2. In the second and fifteenth special grounds of the motion the plaintiff in error insists that the court erred in admitting the .evidence of William Branan and Mrs. Gregory, as set forth in said grounds, for the reason that this evidence was immaterial, irrelevant, and prejudicial to the defendant, and tended to show a separate and distinct transaction or crime for which the defendant was not then on trial. It is argued that the testimony of William Branan (second ground) and Mrs. Gregory (fifteenth ground) to the effect that after the defendant shot the deceased he backed [781]*781his car out and went rapidly to 17 Hill Park, and, when he got up there, without a word he shot his wife twice and shot his wife’s mother and then tried to shoot himself, was “illegally admitted to the jury and virtually put him on trial before the jury for other and separate and distinct and independent crimes in no way connected with the crime with which he was on trial, and could not be judged proper evidence either for the purpose of showing motive or of identifying the defendant. There was no question as to the identity of the person who killed the deceased, . . as there was no issue on this point and there was no denial by the defendant that he killed Johnson, and this evidence could in no sense be urged as proper evidence by which the jury could infer motive.” The testimony of the officer, Branan, was admissible, if for no other reason, as a part of the res gestae of the arrest. Arnold v. State, 131 Ga. 494 (62 S. E. 806). It is questionable whether the assignment of error properly presents the complaint of plaintiff in error; because it is not error, where testimony is objected to as a whole and any part of it is admissible, to overrule the objection as not properly made, for the court is not required to sift the wheat from the chaff. But assuming that the assignment of error is well made, it seems clear to us that under the rulings in Farmer v. State, 100 Ga. 41 (2) (28 S. E. 26), Frank v. State, 141 Ga. 243 (2 a-c) (80 S. E. 1016), and Williams v. State, 152 Ga. 498 (110 S. E. 286), the testimony objected to was relevant and admissible upon the subject of motive. Arnold v. State, supra; Glover v. State, 137 Ga. 82 (72 S. E. 926).

3. In the third special ground of the motion the plaintiff in error-complains because the court, on motion of the solicitor-general, excluded the testimony of J. L.- Robinson, a witness for the defendant, who had testified: “I had several conversations with Johnson. I had a eonversataion with him about a money-matter.
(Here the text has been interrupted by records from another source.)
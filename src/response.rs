//! Outgoing HTTP response type and the [`IntoResponse`] conversion trait.
//!
//! Every response goes through one builder, [`Response::build`], which owns
//! the header invariants:
//!
//! - `content-type` is always present.
//! - `content-length` is always present and equals the body length (`0` for
//!   an empty body).
//! - caller-supplied headers are applied last and win on collision, except
//!   `content-length`, which always reflects the body actually sent.
//!
//! Typed bodies are encoded through [`ResponseFactory`](crate::ResponseFactory),
//! which negotiates the encoder and then calls into the same builder.

use bytes::Bytes;
use http::header::{CONNECTION, CONTENT_LENGTH, CONTENT_TYPE};
use http::{HeaderMap, HeaderValue, StatusCode};
use http_body_util::Full;

use crate::error::{BoxError, Error};

/// Body of the fixed `429 Too Many Requests` response.
pub const RATE_LIMIT_BODY: &str = "This response has been rate limited by the server.";

/// An outgoing HTTP response.
///
/// A response with an empty body is kept headers-only: [`body`](Response::body)
/// returns `None` and nothing follows the header block on the wire.
#[derive(Clone, Debug)]
pub struct Response {
    status: StatusCode,
    headers: HeaderMap,
    body: Option<Bytes>,
}

impl Response {
    /// Builds a response from an already-encoded body.
    ///
    /// Fails only when `content_type` is not a valid header value.
    pub fn build(
        status: StatusCode,
        body: Bytes,
        content_type: &str,
        overlay: Option<&HeaderMap>,
    ) -> Result<Self, Error> {
        Ok(Self::assemble(status, body, HeaderValue::from_str(content_type)?, overlay))
    }

    /// A `text/plain` response from static parts. Cannot fail, which is what
    /// the dispatch pipeline relies on for its 404, 429 and 500 replies.
    pub fn plain(status: StatusCode, body: &'static str) -> Self {
        Self::assemble(
            status,
            Bytes::from_static(body.as_bytes()),
            HeaderValue::from_static("text/plain"),
            None,
        )
    }

    /// The fixed reply sent to a soft-rate-limited connection.
    pub fn rate_limited() -> Self {
        Self::plain(StatusCode::TOO_MANY_REQUESTS, RATE_LIMIT_BODY)
    }

    fn assemble(
        status: StatusCode,
        body: Bytes,
        content_type: HeaderValue,
        overlay: Option<&HeaderMap>,
    ) -> Self {
        let mut headers = HeaderMap::with_capacity(2 + overlay.map_or(0, HeaderMap::keys_len));
        headers.insert(CONTENT_TYPE, content_type);

        if let Some(overlay) = overlay {
            for name in overlay.keys() {
                if *name == CONTENT_LENGTH {
                    continue;
                }
                headers.remove(name);
                for value in overlay.get_all(name) {
                    headers.append(name.clone(), value.clone());
                }
            }
        }

        headers.insert(CONTENT_LENGTH, HeaderValue::from(body.len()));

        let body = (!body.is_empty()).then_some(body);
        Self { status, headers, body }
    }

    pub fn status(&self) -> StatusCode {
        self.status
    }

    pub fn headers(&self) -> &HeaderMap {
        &self.headers
    }

    /// The body, or `None` for a headers-only response.
    pub fn body(&self) -> Option<&Bytes> {
        self.body.as_ref()
    }

    pub fn content_length(&self) -> usize {
        self.body.as_ref().map_or(0, Bytes::len)
    }

    pub fn content_type(&self) -> Option<&str> {
        self.headers.get(CONTENT_TYPE).and_then(|v| v.to_str().ok())
    }

    /// Marks the response as the last one on its connection.
    pub(crate) fn close_connection(&mut self) {
        self.headers.insert(CONNECTION, HeaderValue::from_static("close"));
    }

    pub(crate) fn into_inner(self) -> http::Response<Full<Bytes>> {
        let mut res = http::Response::new(Full::new(self.body.unwrap_or_default()));
        *res.status_mut() = self.status;
        *res.headers_mut() = self.headers;
        res
    }
}

/// Conversion of a handler's return value into a response or a failure.
///
/// Implemented for [`Response`], `Result<R, E>` with any error convertible
/// into a boxed error, string types (as `text/plain`) and a bare
/// [`StatusCode`] (empty body).
///
/// ```rust
/// use switchyard::{Error, Request, Response, ResponseFactory};
///
/// async fn get_widget(req: Request) -> Result<Response, Error> {
///     let id = req.variable("id").unwrap_or_default();
///     req.ok(&format!("widget {id}"))
/// }
/// ```
pub trait IntoResponse {
    fn into_response(self) -> Result<Response, Error>;
}

impl IntoResponse for Response {
    fn into_response(self) -> Result<Response, Error> { Ok(self) }
}

impl<R, E> IntoResponse for Result<R, E>
where
    R: IntoResponse,
    E: Into<BoxError>,
{
    fn into_response(self) -> Result<Response, Error> {
        self.map_err(|e| Error::Handler(e.into()))?.into_response()
    }
}

impl IntoResponse for &'static str {
    fn into_response(self) -> Result<Response, Error> {
        Ok(Response::plain(StatusCode::OK, self))
    }
}

impl IntoResponse for String {
    fn into_response(self) -> Result<Response, Error> {
        Response::build(StatusCode::OK, Bytes::from(self), "text/plain", None)
    }
}

/// Return a status directly from a handler: `return StatusCode::NO_CONTENT`
impl IntoResponse for StatusCode {
    fn into_response(self) -> Result<Response, Error> {
        Response::build(self, Bytes::new(), "text/plain", None)
    }
}

#[cfg(test)]
mod tests {
    use super::*;
    use http::header::{CACHE_CONTROL, LOCATION};

    #[test]
    fn sets_length_and_type_for_bodies() {
        let res = Response::build(StatusCode::OK, Bytes::from_static(b"{\"a\":1}"), "application/json", None)
            .unwrap();
        assert_eq!(res.content_type(), Some("application/json"));
        assert_eq!(res.headers()[CONTENT_LENGTH], "7");
        assert_eq!(res.content_length(), 7);
        assert_eq!(res.body().map(|b| &b[..]), Some(&b"{\"a\":1}"[..]));
    }

    #[test]
    fn empty_body_is_headers_only_with_zero_length() {
        let res = Response::build(StatusCode::NO_CONTENT, Bytes::new(), "text/plain", None).unwrap();
        assert!(res.body().is_none());
        assert_eq!(res.headers()[CONTENT_LENGTH], "0");
        assert_eq!(res.content_type(), Some("text/plain"));
    }

    #[test]
    fn overlay_wins_on_collision_but_not_for_length() {
        let mut overlay = HeaderMap::new();
        overlay.insert(CONTENT_TYPE, HeaderValue::from_static("application/vnd.widget+json"));
        overlay.insert(CONTENT_LENGTH, HeaderValue::from_static("999"));
        overlay.append(CACHE_CONTROL, HeaderValue::from_static("no-cache"));
        overlay.append(CACHE_CONTROL, HeaderValue::from_static("no-store"));
        overlay.insert(LOCATION, HeaderValue::from_static("/widgets/1"));

        let res = Response::build(StatusCode::CREATED, Bytes::from_static(b"{}"), "application/json", Some(&overlay))
            .unwrap();
        assert_eq!(res.content_type(), Some("application/vnd.widget+json"));
        assert_eq!(res.headers()[CONTENT_LENGTH], "2");
        assert_eq!(res.headers().get_all(CACHE_CONTROL).iter().count(), 2);
        assert_eq!(res.headers()[LOCATION], "/widgets/1");
    }

    #[test]
    fn invalid_content_type_is_an_error() {
        let err = Response::build(StatusCode::OK, Bytes::new(), "bad\nvalue", None).unwrap_err();
        assert!(matches!(err, Error::Header(_)));
    }

    #[test]
    fn rate_limited_reply_is_fixed() {
        let res = Response::rate_limited();
        assert_eq!(res.status(), StatusCode::TOO_MANY_REQUESTS);
        assert_eq!(res.content_type(), Some("text/plain"));
        assert_eq!(res.content_length(), RATE_LIMIT_BODY.len());
    }

    #[test]
    fn into_inner_carries_status_headers_and_body() {
        let mut res = Response::plain(StatusCode::NOT_FOUND, "Not Found");
        res.close_connection();
        let inner = res.into_inner();
        assert_eq!(inner.status(), StatusCode::NOT_FOUND);
        assert_eq!(inner.headers()[CONNECTION], "close");
        assert_eq!(inner.headers()[CONTENT_LENGTH], "9");
    }

    #[test]
    fn handler_errors_become_handler_failures() {
        let failed: Result<Response, std::io::Error> = Err(std::io::Error::other("disk gone"));
        assert!(matches!(failed.into_response(), Err(Error::Handler(_))));
        assert_eq!(StatusCode::ACCEPTED.into_response().unwrap().status(), StatusCode::ACCEPTED);
    }
}
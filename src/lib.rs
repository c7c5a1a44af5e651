//! # switchyard
//!
//! The request-dispatch core of a small RPC/HTTP service framework.
//!
//! For every request that arrives on a connection, switchyard:
//!
//! 1. asks the [`RateLimitGate`] whether the connection is soft-rate-limited,
//!    and if so answers `429` and closes;
//! 2. matches `(method, path)` against the compiled [`Routes`];
//! 3. awaits the bound handler with a [`Request`] carrying the path variables
//!    and the shared [`ConnectionContext`];
//! 4. counts the outcome in the injected [`Metrics`];
//! 5. writes the response and, by default, closes the connection.
//!
//! Response bodies are encoded with whichever [`Encoder`] the client's
//! `Accept` header selects (see [`ResponseFactory`]).
//!
//! What switchyard leaves to others: TLS, deciding *who* is rate-limited,
//! metrics export, and the business logic inside handlers.
//!
//! ## Quick start
//!
//! ```rust,no_run
//! use switchyard::{Error, Request, Response, ResponseFactory, Router, Server};
//!
//! #[tokio::main]
//! async fn main() -> Result<(), Error> {
//!     let app = Router::new()
//!         .get("/widgets/{id}", get_widget)
//!         .post("/widgets", create_widget)
//!         .with_admin_routes();
//!
//!     Server::bind("0.0.0.0:8080")?.serve(app).await
//! }
//!
//! async fn get_widget(req: Request) -> Result<Response, Error> {
//!     let id = req.variable("id").unwrap_or_default();
//!     req.ok(&serde_json::json!({ "id": id }))
//! }
//!
//! async fn create_widget(req: Request) -> Result<Response, Error> {
//!     if req.body().is_empty() {
//!         return req.bad_request("empty body");
//!     }
//!     req.ok_empty()
//! }
//! ```

mod config;
mod context;
mod dispatch;
mod encoding;
mod error;
mod factory;
mod handler;
mod method;
mod metrics;
mod pattern;
mod rate_limit;
mod request;
mod response;
mod router;
mod server;

pub mod admin;

pub use config::ServerConfig;
pub use context::{ConnectionContext, ConnectionInfo};
pub use dispatch::{ConnectionPolicy, Dispatched, Dispatcher};
pub use encoding::{Charset, Encoder, Encoders};
pub use error::{BoxError, Error};
pub use factory::ResponseFactory;
pub use handler::Handler;
pub use method::{Method, UnknownMethod};
pub use metrics::{DEFAULT_TRACKED_STATUSES, Metrics, MetricsSnapshot};
pub use rate_limit::{RateLimitGate, Unlimited};
pub use request::Request;
pub use response::{IntoResponse, RATE_LIMIT_BODY, Response};
pub use router::{PathVars, RouteMatch, Router, Routes};
pub use server::Server;
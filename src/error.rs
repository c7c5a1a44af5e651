//! Unified error type.

use crate::method::Method;

/// A boxed, thread-safe error. Handlers may fail with anything convertible
/// into one of these.
pub type BoxError = Box<dyn std::error::Error + Send + Sync + 'static>;

/// The error type returned by switchyard's fallible operations.
///
/// Application-level outcomes (404, 429, etc.) are expressed as
/// [`Response`](crate::Response) values, not as `Error`s. This type surfaces
/// startup failures (bad routes, bad config, binding a port) and failures
/// while building a response body.
#[derive(Debug, thiserror::Error)]
pub enum Error {
    #[error("io: {0}")]
    Io(#[from] std::io::Error),

    #[error("invalid socket address: {0}")]
    Address(#[from] std::net::AddrParseError),

    #[error("invalid route `{pattern}`: {reason}")]
    InvalidRoute { pattern: String, reason: String },

    #[error("conflicting route {method} `{pattern}`: {source}")]
    RouteConflict {
        method: Method,
        pattern: String,
        #[source]
        source: matchit::InsertError,
    },

    #[error("failed to encode `{media_type}` body: {source}")]
    Encode {
        media_type: &'static str,
        #[source]
        source: BoxError,
    },

    #[error("failed to decode `{media_type}` body: {source}")]
    Decode {
        media_type: &'static str,
        #[source]
        source: BoxError,
    },

    #[error("invalid header value: {0}")]
    Header(#[from] http::header::InvalidHeaderValue),

    #[error("handler failed: {0}")]
    Handler(#[source] BoxError),

    #[error("request body: {0}")]
    Body(#[source] BoxError),

    #[error("config: {0}")]
    Config(String),
}

impl From<toml::de::Error> for Error {
    fn from(e: toml::de::Error) -> Self {
        Self::Config(e.to_string())
    }
}
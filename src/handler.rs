//! Handler trait and type erasure.
//!
//! A handler is anything that maps a [`Request`] to a response or a failure.
//! In practice that is an `async fn` or a closure returning a future:
//!
//! ```text
//! async fn get_widget(req: Request) -> Result<Response, Error> { … }   ← user writes this
//!        ↓ router.get("/widgets/{id}", get_widget)
//! get_widget.into_boxed_handler()                  ← Handler blanket impl
//!        ↓
//! Arc::new(FnHandler(get_widget))                  ← erased once, at registration
//!        ↓  stored in the route table as BoxedHandler
//! handler.call(req)  at request time               ← one vtable dispatch
//!        ↓
//! Box::pin(async { get_widget(req).await.into_response() })
//! ```
//!
//! The per-request cost is one `Arc` clone and one virtual call.

use std::future::Future;
use std::pin::Pin;
use std::sync::Arc;

use crate::error::Error;
use crate::request::Request;
use crate::response::{IntoResponse, Response};

// ── Internal types ────────────────────────────────────────────────────────────

/// A heap-allocated, type-erased future that resolves to a handler outcome.
///
/// Pinned because the runtime polls it in place; `Send + 'static` so tokio
/// can move it between worker threads.
pub(crate) type BoxFuture = Pin<Box<dyn Future<Output = Result<Response, Error>> + Send + 'static>>;

/// Internal dispatch interface.
///
/// `#[doc(hidden)] pub` rather than `pub(crate)` because it appears in the
/// return type of the public `Handler` trait's `into_boxed_handler` method.
#[doc(hidden)]
pub trait ErasedHandler {
    fn call(&self, req: Request) -> BoxFuture;
}

/// A type-erased handler shared by every connection that routes to it.
///
/// Each request clones the `Arc`; the handler itself is never copied.
#[doc(hidden)]
pub type BoxedHandler = Arc<dyn ErasedHandler + Send + Sync + 'static>;

// ── Public Handler trait ──────────────────────────────────────────────────────

/// Implemented for every valid route handler.
///
/// Automatically satisfied for any function or closure with the shape:
///
/// ```text
/// Fn(Request) -> impl Future<Output = impl IntoResponse>
/// ```
///
/// Sealed: only the blanket impl below can satisfy it.
pub trait Handler: private::Sealed + Send + Sync + 'static {
    #[doc(hidden)]
    fn into_boxed_handler(self) -> BoxedHandler;
}

mod private {
    pub trait Sealed {}
}

impl<F, Fut, R> private::Sealed for F
where
    F: Fn(Request) -> Fut + Send + Sync + 'static,
    Fut: Future<Output = R> + Send + 'static,
    R: IntoResponse + Send + 'static,
{
}

impl<F, Fut, R> Handler for F
where
    F: Fn(Request) -> Fut + Send + Sync + 'static,
    Fut: Future<Output = R> + Send + 'static,
    R: IntoResponse + Send + 'static,
{
    fn into_boxed_handler(self) -> BoxedHandler {
        Arc::new(FnHandler(self))
    }
}

// ── Erasure wrapper ───────────────────────────────────────────────────────────

/// Holds a concrete handler `F` and implements [`ErasedHandler`] for it.
struct FnHandler<F>(F);

impl<F, Fut, R> ErasedHandler for FnHandler<F>
where
    F: Fn(Request) -> Fut + Send + Sync,
    Fut: Future<Output = R> + Send + 'static,
    R: IntoResponse + Send + 'static,
{
    fn call(&self, req: Request) -> BoxFuture {
        // Call the handler eagerly so only its future is boxed, not `self`.
        let fut = (self.0)(req);
        Box::pin(async move { fut.await.into_response() })
    }
}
He told me he made away with right smart of Swain’s money, and not to say anything to him about it.” It is insisted that this evidence was admissible for the purpose of explaining “the mind, motive, and attitude of Johnson, the deceased, towards Swain, the defendant, and it was for the jury to say what the deceased meant when he-told the witness that ‘he made away with right smart .of .Swainls- money and not to say anything to him about it.’ ” Plaintiff in error insists, that, “in view of the thread that ran through [782]*782the entire testimony with reference to the intimacy between the deceased and the wife of the defendant, this evidence was proper and admissible to throw any and all light possible on this relationship that existed between deceased and defendant’s wife, and certainly was this evidence permissible if such intimacy had any connection with the homicide.” We think the evidence was correctly excluded as irrelevant. As ruled in Sasser v. State, 129 Ga. 541, 547 (59 S. E. 255), “under the facts of this case, proof of bad feeling of the deceased toward the defendant alone would not be admissible. In order to make it admissible, it would have to be shown that the defendant knew of it.”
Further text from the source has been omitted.